# VDE-AR-E 2623-2-2 (Mennekes) connector for Ebike?



## jumpjack (Sep 9, 2012)

How can I pull just 0.5 kW from an european EVSE equipped with VDE-AR-E 2623-2-2 inlet ("Mennekes " ) ?









I found lots of info on SAE J1772 plug, but is used in USA and I don't know if they're applicable.
I think I must put some resistors, switches and diodes "around" both in plug and vehicle, but can't find any schematic!
Any help?


----------



## brainzel (Jun 15, 2009)

Just my thought:
The plug/cable is not the current limiting device.
Your charger would only take 2.2A from the wall, because it's only a "power source".
The resistor within the Mennekes plug who limits the maximum current from the wall outlet is only to protect your cable and plug agains melting.

Is you would plug your charger to an 230V/63A socket, it could still take only 2.2Amps.

Other opinions?

Michael


----------



## peterguy (Jun 18, 2012)

Brainzel is right.

The cable gives a PWM and a resistor value.
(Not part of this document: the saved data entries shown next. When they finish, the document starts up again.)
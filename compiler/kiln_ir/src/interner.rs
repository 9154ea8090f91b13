//! Sharded string interner for type and member names.
//!
//! One interner is shared by the type registry, the bakery, and every
//! baked type it produces, so a `Name` minted while declaring a type is
//! the same `Name` an instance looks members up by at call time. Strings
//! are spread over [`Name::SHARDS`] independently locked tables so that
//! concurrent bakes rarely contend.

use std::fmt;
use std::hash::{Hash, Hasher};
use std::sync::atomic::{AtomicUsize, Ordering};
use std::sync::Arc;

use parking_lot::RwLock;
use rustc_hash::{FxHashMap, FxHasher};

use crate::Name;

/// Accessor prefixes and hook names every bake resolves.
#[rustfmt::skip]
const CONVENTIONS: &[&str] = &[
    "get_", "set_", "add_", "remove_",
    "Get", "Set", "Call", "Add", "Remove", "Init",
    "Before", "After", "AfterError",
    "BeforeGet", "AfterGet", "AfterErrorGet",
    "BeforeSet", "AfterSet", "AfterErrorSet",
    ".ctor",
];

#[derive(Debug, Clone, PartialEq, Eq, thiserror::Error)]
pub enum InternError {
    #[error("interner shard {shard} is full ({count} strings, limit {})", Name::MAX_INDEX)]
    ShardFull { shard: usize, count: usize },
}

#[derive(Default)]
struct Shard {
    index: FxHashMap<&'static str, u32>,
    strings: Vec<&'static str>,
}

impl Shard {
    fn find(&self, s: &str) -> Option<u32> {
        self.index.get(s).copied()
    }

    fn insert(&mut self, shard: usize, s: &str) -> Result<u32, InternError> {
        let count = self.strings.len();
        let slot = u32::try_from(count)
            .ok()
            .filter(|slot| *slot <= Name::MAX_INDEX)
            .ok_or(InternError::ShardFull { shard, count })?;
        // Names live for the whole process; baked types hand them out as
        // `&'static str`.
        let stored: &'static str = Box::leak(s.into());
        self.strings.push(stored);
        self.index.insert(stored, slot);
        Ok(slot)
    }
}

/// Thread-safe string interner.
///
/// Reads take a shared lock on one shard; a miss upgrades to that shard's
/// write lock and checks again before inserting.
pub struct StringInterner {
    shards: [RwLock<Shard>; Name::SHARDS],
    count: AtomicUsize,
}

impl StringInterner {
    pub fn new() -> Self {
        let interner = StringInterner {
            shards: std::array::from_fn(|_| RwLock::new(Shard::default())),
            count: AtomicUsize::new(0),
        };
        // Slot zero of shard zero is reserved for `Name::EMPTY`.
        {
            let mut first = interner.shards[0].write();
            first.strings.push("");
            first.index.insert("", 0);
        }
        interner.count.store(1, Ordering::Relaxed);
        for name in CONVENTIONS {
            interner.intern(name);
        }
        interner
    }

    fn shard_of(s: &str) -> usize {
        if s.is_empty() {
            return 0;
        }
        let mut hasher = FxHasher::default();
        s.hash(&mut hasher);
        #[expect(clippy::cast_possible_truncation, reason = "masked to the shard count")]
        let hash = hasher.finish() as usize;
        hash & (Name::SHARDS - 1)
    }

    fn name_at(shard: usize, slot: u32) -> Name {
        #[expect(clippy::cast_possible_truncation, reason = "shard < Name::SHARDS")]
        let shard = shard as u32;
        Name::pack(shard, slot)
    }

    /// Intern `s`, failing only when its shard is full.
    pub fn try_intern(&self, s: &str) -> Result<Name, InternError> {
        if let Some(name) = self.get(s) {
            return Ok(name);
        }
        let shard = Self::shard_of(s);
        let mut table = self.shards[shard].write();
        if let Some(slot) = table.find(s) {
            return Ok(Self::name_at(shard, slot));
        }
        let slot = table.insert(shard, s)?;
        self.count.fetch_add(1, Ordering::Relaxed);
        Ok(Self::name_at(shard, slot))
    }

    /// Intern `s`.
    ///
    /// # Panics
    ///
    /// When a shard holds more than [`Name::MAX_INDEX`] strings.
    #[inline]
    pub fn intern(&self, s: &str) -> Name {
        self.try_intern(s).unwrap_or_else(|err| panic!("{err}"))
    }

    /// The `Name` of `s` if it was interned before; never inserts.
    ///
    /// Instances resolve member names through here, so probing for a member
    /// that does not exist leaves the interner unchanged.
    pub fn get(&self, s: &str) -> Option<Name> {
        let shard = Self::shard_of(s);
        let slot = self.shards[shard].read().find(s)?;
        Some(Self::name_at(shard, slot))
    }

    /// The string behind `name`; `""` for names from another interner.
    pub fn lookup(&self, name: Name) -> &'static str {
        self.shards
            .get(name.shard())
            .and_then(|shard| shard.read().strings.get(name.index()).copied())
            .unwrap_or("")
    }

    pub fn len(&self) -> usize {
        self.count.load(Ordering::Relaxed)
    }

    /// True when only the empty string is present.
    pub fn is_empty(&self) -> bool {
        self.len() <= 1
    }
}

impl Default for StringInterner {
    fn default() -> Self {
        Self::new()
    }
}

/// Cloneable handle to one [`StringInterner`].
#[derive(Clone, Default)]
pub struct SharedInterner(Arc<StringInterner>);

impl SharedInterner {
    pub fn new() -> Self {
        Self::default()
    }
}

impl std::ops::Deref for SharedInterner {
    type Target = StringInterner;

    fn deref(&self) -> &StringInterner {
        &self.0
    }
}

impl fmt::Debug for SharedInterner {
    fn fmt(&self, f: &mut fmt::Formatter<'_>) -> fmt::Result {
        write!(f, "SharedInterner({} names)", self.len())
    }
}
The car should read to limit the current it draws from the cable.

You could simply ignore both values and draw the amount of current you want. In case that you only draw 2.2A, I see no problems in doing this.


But, if I remember correctly, the car needs to switch a resistor or to pull one of the lines to ground to tell the cable (resp. the box on the cable) to close the contacor. If the wikipedia article about the SAEJ1772 does not give information about this, I can have a look in my project tomorrow to see what is needed.


----------



## jumpjack (Sep 9, 2012)

peterguy said:


> If the wikipedia article about the SAEJ1772 does not give information about this, I can have a look in my project tomorrow to see what is needed.


Wikipedia article on SAEJ1772 is a mess  . Besides, I live in Europe, where we do not use SAE J1772 but IEC 62196 si it's an additional mess. 
I need to build/buy "something" allowing pulling 230V/2.2A from a Mennekes outlet, but I don't know where to start from.


----------



## peterguy (Jun 18, 2012)

Yes, the Wikipedia articles about IEC62196 and SAE1772 is not perfect.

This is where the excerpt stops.